If I wanted to do a lazy review of LEGO City Undercover then I’d just say it is a LEGO version of Grand Theft Auto and leave it at that. Whilst this comparison holds true LEGO City Undercover manages to do that rarest of all things and actually make a success of the open world formula, creating something really interesting in the process.
Although this is another LEGO game this one isn’t based on an existing media franchise and instead draws from the actual LEGO City playsets, what this means is you’ll be playing as a LEGO cop called Chase McCain as he works to stop a crime wave by the criminal Rex Fury. The game was originally released on the WiiU back in 2013 and was actually published by Nintendo as part of their effort to support the console. As this was on the WiiU it mostly got ignored by the public even though it was warmly received by critics.
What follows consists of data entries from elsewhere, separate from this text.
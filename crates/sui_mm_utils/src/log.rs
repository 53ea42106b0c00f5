use std::str::FromStr;

use fern::colors::{Color, ColoredLevelConfig};
use thiserror::Error;

use crate::env::get_env;

/// Crates of this workspace, logged at `LOG_LEVEL`. Everything else stays at WARN.
pub const WORKSPACE_CRATES: [&str; 4] = [
    "sui_mm_rs",
    "sui_mm_toolkit",
    "sui_mm_utils",
    "provider_utils",
];

#[derive(Debug, Error)]
pub enum LoggerError {
    #[error("LOG_LEVEL invalid: {0:?}")]
    InvalidLevel(String),
    #[error(transparent)]
    SetLogger(#[from] log::SetLoggerError),
}

pub fn setup_logger(levels: Option<Vec<(String, log::LevelFilter)>>) -> Result<(), LoggerError> {
    let colors = ColoredLevelConfig {
        trace: Color::Cyan,
        debug: Color::Magenta,
        info: Color::Green,
        warn: Color::Red,
        error: Color::BrightRed,
    };

    let log_level_str = get_env("LOG_LEVEL", Some("INFO".to_string()));
    let log_level = log::LevelFilter::from_str(&log_level_str)
        .map_err(|_| LoggerError::InvalidLevel(log_level_str.clone()))?;

    let mut dispatch = fern::Dispatch::new()
        .format(move |out, message, record| {
            out.finish(format_args!(
                "{}[{}] {}",
                chrono::Local::now().format("[%H:%M:%S.%f]"),
                colors.color(record.level()),
                message
            ))
        })
        .chain(std::io::stdout())
        .level(log::LevelFilter::Warn);
    for crate_name in WORKSPACE_CRATES {
        dispatch = dispatch.level_for(crate_name, log_level);
    }
    if let Some(bin_name) = current_bin_name() {
        dispatch = dispatch.level_for(bin_name, log_level);
    }
    if let Some(levels) = levels {
        for (module, level) in levels {
            dispatch = dispatch.level_for(module, level);
        }
    }

    dispatch.apply()?;
    Ok(())
}

fn current_bin_name() -> Option<String> {
    std::env::current_exe()
        .ok()?
        .file_stem()?
        .to_str()?
        .to_owned()
        .into()
}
Luckily for us it has now managed to find its way over to the PlayStation 4 in this slightly spruced up version.
As an open world game there are the usual collectable things to be done and the usual hijinks to get up to. Throughout your time with the story Chase will have to go undercover to complete certain missions. Once these missions are completed you gain abilities to use these in the open world to explore different areas and get the collectibles. It is a more simplified system of character choice then the large and mostly unwieldy character grids from the other games. You can also hijack any vehicle you see and these include a wide range of various cars, planes and boats. There are jumps to unlock, LEGO buildings to build and red bricks to find. There really is a wide range of activities to complete and make your own fun with.
Unlike in other LEGO games where progression was very much based on completing discrete levels here the progression is linked to missions received from Police Headquarters. These missions are based around existing locations on the map and play out in much the same way as any other LEGO game. The open world structure really gives the game chance to breathe though as it means you’re not always being punted back to a hub world with endless loading screens to get to another small hub world.
Wonderfully the game sticks to the tenants of the LEGO world and there is no bad language, violence or guns here, things which have sort of snuck in to the other branded LEGO games. Although Chase McCain is a cop he doesn’t have a gun and when he’s chasing the bad guys he’ll quip that they should stop running away or else he’ll just have to keep running after them. That’s another thing, LEGO City Undercover is a very funny game, more so than I was expecting. In recent LEGO games the humour has come from the pratt falls of the LEGO characters, likely a direct result of the often more sombre tones of the franchise being adapted and strict adherence to the existing script. Here though it feels like the developers have somehow been let off the leash, there are some excellent one liners, brilliant visual gags and some wonderfully unexpected cameo appearances. Within the first half hour of the game I’d actually laughed out loud on a number of occasions which doesn’t happen all that often.
Whilst there is a lot to like in LEGO City Undercover at it’s heart it still remains a LEGO game, and as a result has the same niggles; things such as woolly car controls, serviceable at best jumping and simple button mashing combat. It is also a game with no real challenge and is aimed at a younger market. These issues wont be new to anyone who has played a LEGO game before and are so ingrained in how the games play I’m not even sure if they could be changed significantly. The saving grace as always here is the fact the game is so forgiving and death isn’t really penalised.
At the same time as this game has been ported over from the WiiU it has also had a bit of a spruce up. LEGO City Undercover looks the best it ever has and there are none of the technical issues, slow down and pop up, which stymied the WiiU version. The PlayStation 4 version also has a fully fledged co-op mode, something which was glaringly left out from the original release. The co-op mode does feel a little shoehorned in as both players will take the roll of Chase McCain, but this is down to the fact there isn’t the range of characters to choose from as there are in the other LEGO games.
By being set free from the restrictions of franchises LEGO City Undercover has flourished into a really enjoyable and very funny game. The open world is a tonne of fun to play with and the addition of a co-op mode adds a whole new dynamic to this game. LEGO City Undercover manages to succeed in the rarest of things and has successfully created an enjoyable open world.